===================================
Load Custom Scenarios
===================================

BeGin supports loading custom scenarios with user-defined dataset for users who want to create custom benchmark scenarios.

In this material, we briefly describe how to load custom benchmark scenarios with examples.

-------------------------------------------------
Create custom dataset and its loader
-------------------------------------------------

Since v0.3, ScenarioLoader inputs additional argument `dataset_load_func` for loading custom scenarios. Below, we provide an example for loading custom dataset with NCScenarioLoader. 

.. code-block:: python

  >>> from begin.scenarios.nodes import NCScenarioLoader
  >>> scenario = NCScenarioLoader(dataset_name='custom_dataset_name', dataset_load_func=name_of_custom_function, ...)

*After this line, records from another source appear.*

use std::fs;
use std::io::ErrorKind;
use std::path::{Path, PathBuf};

use super::r#trait::{SnapshotStore, StoreError};

/// File name used when no state path is configured.
pub const DEFAULT_STATE_FILE: &str = "conso-wms-state-v1.json";

/// JSON file holding the latest snapshot.
///
/// Writes go to a sibling temp file that is then renamed over the target, so
/// a crash mid-write leaves the previous snapshot intact.
#[derive(Debug, Clone)]
pub struct FileSnapshotStore {
    path: PathBuf,
}

impl FileSnapshotStore {
    pub fn new(path: impl Into<PathBuf>) -> Self {
        Self { path: path.into() }
    }

    pub fn path(&self) -> &Path {
        &self.path
    }

    fn io_error(&self, source: std::io::Error) -> StoreError {
        StoreError::Io {
            path: self.path.clone(),
            source,
        }
    }
}

impl SnapshotStore for FileSnapshotStore {
    fn read_raw(&self) -> Result<Option<String>, StoreError> {
        match fs::read_to_string(&self.path) {
            Ok(raw) => Ok(Some(raw)),
            Err(e) if e.kind() == ErrorKind::NotFound => Ok(None),
            // Non-UTF-8 content is corrupt data, not an unreachable store.
            Err(e) if e.kind() == ErrorKind::InvalidData => {
                tracing::warn!(path = %self.path.display(), "state file is not UTF-8");
                Ok(None)
            }
            Err(e) => Err(self.io_error(e)),
        }
    }

    fn write_raw(&self, raw: &str) -> Result<(), StoreError> {
        if let Some(parent) = self.path.parent().filter(|p| !p.as_os_str().is_empty()) {
            fs::create_dir_all(parent).map_err(|e| self.io_error(e))?;
        }

        let mut tmp = self.path.clone().into_os_string();
        tmp.push(".tmp");
        let tmp = PathBuf::from(tmp);

        fs::write(&tmp, raw).map_err(|e| self.io_error(e))?;
        fs::rename(&tmp, &self.path).map_err(|e| self.io_error(e))?;

        tracing::debug!(path = %self.path.display(), bytes = raw.len(), "state saved");
        Ok(())
    }
}
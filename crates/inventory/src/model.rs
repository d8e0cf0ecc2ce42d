//! Inventory records and the read views derived from the stock ledger.
//!
//! Serialized field names follow the exported JSON format (`totalQty`,
//! `currentSKUs`, `ts`, ...), so these types double as the export shape.

use chrono::{DateTime, Utc};
use serde::{Deserialize, Serialize};

use wms_core::{BinId, Entity, PaletteId, SkuId};

/// One row of the stock ledger: `qty` units of `sku_id` stored in `bin`.
///
/// The ledger is the only place quantities live; SKU locations and bin
/// contents are both projections of it.
#[derive(Debug, Clone, PartialEq, Eq, Serialize, Deserialize)]
#[serde(rename_all = "camelCase")]
pub struct StockEntry {
    pub bin: BinId,
    pub sku_id: SkuId,
    #[serde(default)]
    pub qty: u64,
}

/// Catalog data for a SKU (no quantities).
#[derive(Debug, Clone, PartialEq, Eq, Serialize, Deserialize)]
pub struct SkuRecord {
    pub id: SkuId,
    #[serde(default, skip_serializing_if = "Option::is_none")]
    pub description: Option<String>,
}

/// Catalog data for a bin (no quantities).
#[derive(Debug, Clone, PartialEq, Eq, Serialize, Deserialize)]
pub struct BinRecord {
    pub id: BinId,
    #[serde(default)]
    pub capacity: u64,
}

/// A SKU's quantity in one bin.
#[derive(Debug, Clone, PartialEq, Eq, Serialize, Deserialize)]
pub struct Location {
    pub bin: BinId,
    #[serde(default)]
    pub qty: u64,
}

/// SKU view: catalog data plus its locations in ledger order.
///
/// Quantity fields default when absent so stored views missing them still
/// load; `total_qty` is recomputed from the ledger anyway.
#[derive(Debug, Clone, PartialEq, Eq, Serialize, Deserialize)]
#[serde(rename_all = "camelCase")]
pub struct Sku {
    pub id: SkuId,
    #[serde(default, skip_serializing_if = "Option::is_none")]
    pub description: Option<String>,
    #[serde(default)]
    pub total_qty: u64,
    #[serde(default)]
    pub locations: Vec<Location>,
}

impl Entity for Sku {
    type Id = SkuId;

    fn id(&self) -> &Self::Id {
        &self.id
    }
}

/// A quantity of one SKU held by a bin.
#[derive(Debug, Clone, PartialEq, Eq, Serialize, Deserialize)]
#[serde(rename_all = "camelCase")]
pub struct BinContent {
    pub sku_id: SkuId,
    #[serde(default)]
    pub qty: u64,
}

/// Bin view: catalog data plus the SKUs it currently holds.
#[derive(Debug, Clone, PartialEq, Eq, Serialize, Deserialize)]
pub struct Bin {
    pub id: BinId,
    #[serde(rename = "currentSKUs", default)]
    pub current_skus: Vec<BinContent>,
    #[serde(default)]
    pub capacity: u64,
}

impl Bin {
    /// Units currently stored, across all SKUs.
    pub fn used(&self) -> u64 {
        self.current_skus.iter().map(|c| c.qty).fold(0, u64::saturating_add)
    }
}

impl Entity for Bin {
    type Id = BinId;

    fn id(&self) -> &Self::Id {
        &self.id
    }
}

/// Completed stock movement (immutable once recorded).
#[derive(Debug, Clone, PartialEq, Eq, Serialize, Deserialize)]
#[serde(rename_all = "camelCase")]
pub struct Transfer {
    pub from_bin: BinId,
    pub to_bin: BinId,
    pub sku_id: SkuId,
    pub qty: u64,
    #[serde(rename = "ts")]
    pub occurred_at: DateTime<Utc>,
}

/// Grouping record for an outbound order (immutable once created).
#[derive(Debug, Clone, PartialEq, Eq, Serialize, Deserialize)]
#[serde(rename_all = "camelCase")]
pub struct Palette {
    pub id: PaletteId,
    pub order_ref: String,
    pub created_at: DateTime<Utc>,
}

#[derive(Debug, Clone, Copy, PartialEq, Eq, Serialize, Deserialize)]
#[serde(rename_all = "lowercase")]
pub enum RemiseStatus {
    Pending,
}

#[derive(Debug, Clone, PartialEq, Eq, Serialize, Deserialize)]
#[serde(rename_all = "camelCase")]
pub struct RemiseItem {
    pub sku_id: SkuId,
    pub bin: BinId,
    pub qty: u64,
}

/// Suggested put-away task.
#[derive(Debug, Clone, PartialEq, Eq, Serialize, Deserialize)]
pub struct RemiseTask {
    pub id: String,
    pub items: Vec<RemiseItem>,
    pub status: RemiseStatus,
}

/// Advisory move that would reduce a SKU's fragmentation.
///
/// Proposals are never applied automatically; an operator realizes one by
/// issuing a transfer.
#[derive(Debug, Clone, PartialEq, Eq, Serialize, Deserialize)]
#[serde(rename_all = "camelCase")]
pub struct ConsolidationProposal {
    pub sku_id: SkuId,
    pub from_bin: BinId,
    pub to_bin: BinId,
    pub qty: u64,
    pub reason: String,
}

Currently, BeGin requires different outputs of the loader function, depending on the target problem:

- Node Classification (NC): The loader function should output a dictionary with keys `graph`, `num_feats`, and `num_classes`.

   + `graph` (`dgl.DGLGraph`) : It should contain node features in `graph.ndata['feat']` and ground-truth labels in `graph.ndata['label']. For Time-IL, time information for constructing tasks in `graph.ndata['time']` is additionally needed. For Domain-IL, domain information for constructing tasks in `graph.ndata['domain']`. The nodes with values in `graph.ndata['time']` or `graph.ndata['domain']` greater than or equal to `num_tasks` will be ignored during the training and evaluation process.
   + `num_feats` (`int`) : Number of node features. `graph.ndata['feat']` should be matched with this value.
   + `num_tasks` (`int`) : Number of tasks for constructing benchmark scenario.
   
- Link Classification (LC): The loader function should output a dictionary with keys `graph`, `num_feats`, and `num_classes`.

   + `graph` (`dgl.DGLGraph`) : It should contain node features in `graph.ndata['feat']` and ground-truth labels in `graph.edata['label']. For Time-IL, time information for constructing tasks in `graph.edata['time']` is additionally needed. For Domain-IL, domain information for constructing tasks in `graph.edata['domain']`. The nodes with values in `graph.edata['time']` or `graph.edata['domain']` greater than or equal to `num_tasks` will be ignored during the training and evaluation process.
   + `num_feats` (`int`) : Number of node features. `graph.ndata['feat']` should be matched with this value.
   + `num_tasks` (`int`) : Number of tasks for constructing benchmark scenario.

- Link Prediction (LP): The loader function should output a dictionary with keys `graph`, `num_feats`, `tvt_splits`, and `neg_edges`.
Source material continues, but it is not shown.